(Collected data)
══════════════════════════════

// Licensed to the Apache Software Foundation (ASF) under one
// or more contributor license agreements.  See the NOTICE file
// distributed with this work for additional information
// regarding copyright ownership.  The ASF licenses this file
// to you under the Apache License, Version 2.0 (the
// "License"); you may not use this file except in compliance
// with the License.  You may obtain a copy of the License at
//
//   http://www.apache.org/licenses/LICENSE-2.0
//
// Unless required by applicable law or agreed to in writing,
// software distributed under the License is distributed on an
// "AS IS" BASIS, WITHOUT WARRANTIES OR CONDITIONS OF ANY
// KIND, either express or implied.  See the License for the
// specific language governing permissions and limitations
// under the License.

//! KLL quantiles sketch over `f64` values.
//!
//! KLL keeps a hierarchy of compactors: level `h` holds items of weight `2^h`, and a full level is
//! sorted, halved by a random coin flip and promoted to the level above. Retained items stay
//! within a small multiple of `k` while rank error shrinks roughly as `1/k`.
//!
//! # Usage
//!
//! ```rust
//! # use ds_sketches::kll::KllSketch;
//! let mut sketch = KllSketch::new(200);
//! for i in 1..=1000 {
//!     sketch.update(i as f64);
//! }
//! let median = sketch.quantile(0.5, true).unwrap();
//! assert!((450.0..=550.0).contains(&median));
//! ```

mod helper;
mod serialization;
mod sketch;
mod sorted_view;

pub use self::sketch::KllSketch;

/// Default value of parameter k.
pub const DEFAULT_K: u16 = 200;
/// Default value of parameter m.
pub const DEFAULT_M: u8 = 8;
/// Minimum value of parameter k.
pub const MIN_K: u16 = DEFAULT_M as u16;
/// Maximum value of parameter k.
pub const MAX_K: u16 = u16::MAX;
// Licensed to the Apache Software Foundation (ASF) under one
// or more contributor license agreements.  See the NOTICE file
// distributed with this work for additional information
// regarding copyright ownership.  The ASF licenses this file
// to you under the Apache License, Version 2.0 (the
// "License"); you may not use this file except in compliance
// with the License.  You may obtain a copy of the License at
//
//   http://www.apache.org/licenses/LICENSE-2.0
//
// Unless required by applicable law or agreed to in writing,
// software distributed under the License is distributed on an
// "AS IS" BASIS, WITHOUT WARRANTIES OR CONDITIONS OF ANY
// KIND, either express or implied.  See the License for the
// specific language governing permissions and limitations
// under the License.

use ds_sketches::codec::StringSerde;
use ds_sketches::frequencies::ErrorType;
use ds_sketches::frequencies::FrequentItemsSketch;

#[test]
fn test_heavy_hitter_survives_noise() {
    let mut sketch = FrequentItemsSketch::<String>::new(64);
    for i in 0..10_000 {
        sketch.update(format!("noise-{i}"));
        if i % 2 == 0 {
            sketch.update("hot".to_string());
        }
    }
    let rows = sketch.frequent_items(ErrorType::NoFalsePositives);
    assert_eq!(rows[0].item(), "hot");
    assert!(rows[0].lower_bound() <= 5_000);
    assert!(rows[0].upper_bound() >= 5_000);
    assert_eq!(sketch.total_weight(), 15_000);
}

#[test]
fn test_weighted_item_counted_exactly() {
    let mut sketch = FrequentItemsSketch::<String>::new(1024);
    for i in 1..=19_975i64 {
        sketch.update_with_count(i.to_string(), 1).unwrap();
    }
    for i in 19_976..=20_000i64 {
        sketch.update_with_count(i.to_string(), i).unwrap();
    }
    let rows = sketch.frequent_items(ErrorType::NoFalsePositives);
    let row = rows.iter().find(|row| row.item() == "20000").unwrap();
    assert_eq!(row.lower_bound(), 20_000);
    assert!(sketch.update_with_count("x".to_string(), -1).is_err());
}

#[test]
fn test_merge_and_round_trip() {
    let mut a = FrequentItemsSketch::<String>::new(32);
    let mut b = FrequentItemsSketch::<String>::new(32);
    for i in 0..100 {
        a.update(format!("a{}", i % 10));
        b.update(format!("b{}", i % 5));
    }
    a.merge(&b).unwrap();
    assert_eq!(a.total_weight(), 200);
    assert_eq!(a.estimate(&"b0".to_string()), 20);

    let bytes = a.serialize_with(&StringSerde);
    let restored = FrequentItemsSketch::<String>::deserialize_with(&bytes, &StringSerde).unwrap();
    assert_eq!(restored.serialize_with(&StringSerde), bytes);
    assert_eq!(restored.estimate(&"a3".to_string()), 10);
}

══════════════════════════════

== What the task requires ==
Please transcribe all of the data above exactly.

== Task solution ==
// Licensed to the Apache Software Foundation (ASF) under one
// or more contributor license agreements.  See the NOTICE file
// distributed with this work for additional information
// regarding copyright ownership.  The ASF licenses this file
// to you under the Apache License, Version 2.0 (the
// "License"); you may not use this file except in compliance
// with the License.  You may obtain a copy of the License at
//
//   http://www.apache.org/licenses/LICENSE-2.0
//
// Unless required by applicable law or agreed to in writing,
// software distributed under the License is distributed on an
// "AS IS" BASIS, WITHOUT WARRANTIES OR CONDITIONS OF ANY
// KIND, either express or implied.  See the License for the
// specific language governing permissions and limitations
// under the License.

//! KLL quantiles sketch over `f64` values.
//!
//! KLL keeps a hierarchy of compactors: level `h` holds items of weight `2^h`, and a full level is
//! sorted, halved by a random coin flip and promoted to the level above. Retained items stay
//! within a small multiple of `k` while rank error shrinks roughly as `1/k`.
//!
//! # Usage
//!
//! ```rust
//! # use ds_sketches::kll::KllSketch;
//! let mut sketch = KllSketch::new(200);
//! for i in 1..=1000 {
//!     sketch.update(i as f64);
//! }
//! let median = sketch.quantile(0.5, true).unwrap();
//! assert!((450.0..=550.0).contains(&median));
//! ```

mod helper;
mod serialization;
mod sketch;
mod sorted_view;

pub use self::sketch::KllSketch;

/// Default value of parameter k.
pub const DEFAULT_K: u16 = 200;
/// Default value of parameter m.
pub const DEFAULT_M: u8 = 8;
/// Minimum value of parameter k.
pub const MIN_K: u16 = DEFAULT_M as u16;
/// Maximum value of parameter k.
pub const MAX_K: u16 = u16::MAX;
// Licensed to the Apache Software Foundation (ASF) under one
// or more contributor license agreements.  See the NOTICE file
// distributed with this work for additional information
// regarding copyright ownership.  The ASF licenses this file
// to you under the Apache License, Version 2.0 (the
// "License"); you may not use this file except in compliance
// with the License.  You may obtain a copy of the License at
//
//   http://www.apache.org/licenses/LICENSE-2.0
//
// Unless required by applicable law or agreed to in writing,
// software distributed under the License is distributed on an
// "AS IS" BASIS, WITHOUT WARRANTIES OR CONDITIONS OF ANY
// KIND, either express or implied.  See the License for the
// specific language governing permissions and limitations
// under the License.

use ds_sketches::codec::StringSerde;
use ds_sketches::frequencies::ErrorType;
use ds_sketches::frequencies::FrequentItemsSketch;

#[test]
fn test_heavy_hitter_survives_noise() {
    let mut sketch = FrequentItemsSketch::<String>::new(64);
    for i in 0..10_000 {
        sketch.update(format!("noise-{i}"));
        if i % 2 == 0 {
            sketch.update("hot".to_string());
        }
    }
    let rows = sketch.frequent_items(ErrorType::NoFalsePositives);
    assert_eq!(rows[0].item(), "hot");
    assert!(rows[0].lower_bound() <= 5_000);
    assert!(rows[0].upper_bound() >= 5_000);
    assert_eq!(sketch.total_weight(), 15_000);
}

#[test]
fn test_weighted_item_counted_exactly() {
    let mut sketch = FrequentItemsSketch::<String>::new(1024);
    for i in 1..=19_975i64 {
        sketch.update_with_count(i.to_string(), 1).unwrap();
    }
    for i in 19_976..=20_000i64 {
        sketch.update_with_count(i.to_string(), i).unwrap();
    }
    let rows = sketch.frequent_items(ErrorType::NoFalsePositives);
    let row = rows.iter().find(|row| row.item() == "20000").unwrap();
    assert_eq!(row.lower_bound(), 20_000);
    assert!(sketch.update_with_count("x".to_string(), -1).is_err());
}

#[test]
fn test_merge_and_round_trip() {
    let mut a = FrequentItemsSketch::<String>::new(32);
    let mut b = FrequentItemsSketch::<String>::new(32);
    for i in 0..100 {
        a.update(format!("a{}", i % 10));
        b.update(format!("b{}", i % 5));
    }
    a.merge(&b).unwrap();
    assert_eq!(a.total_weight(), 200);
    assert_eq!(a.estimate(&"b0".to_string()), 20);

    let bytes = a.serialize_with(&StringSerde);
    let restored = FrequentItemsSketch::<String>::deserialize_with(&bytes, &StringSerde).unwrap();
    assert_eq!(restored.serialize_with(&StringSerde), bytes);
    assert_eq!(restored.estimate(&"a3".to_string()), 10);
}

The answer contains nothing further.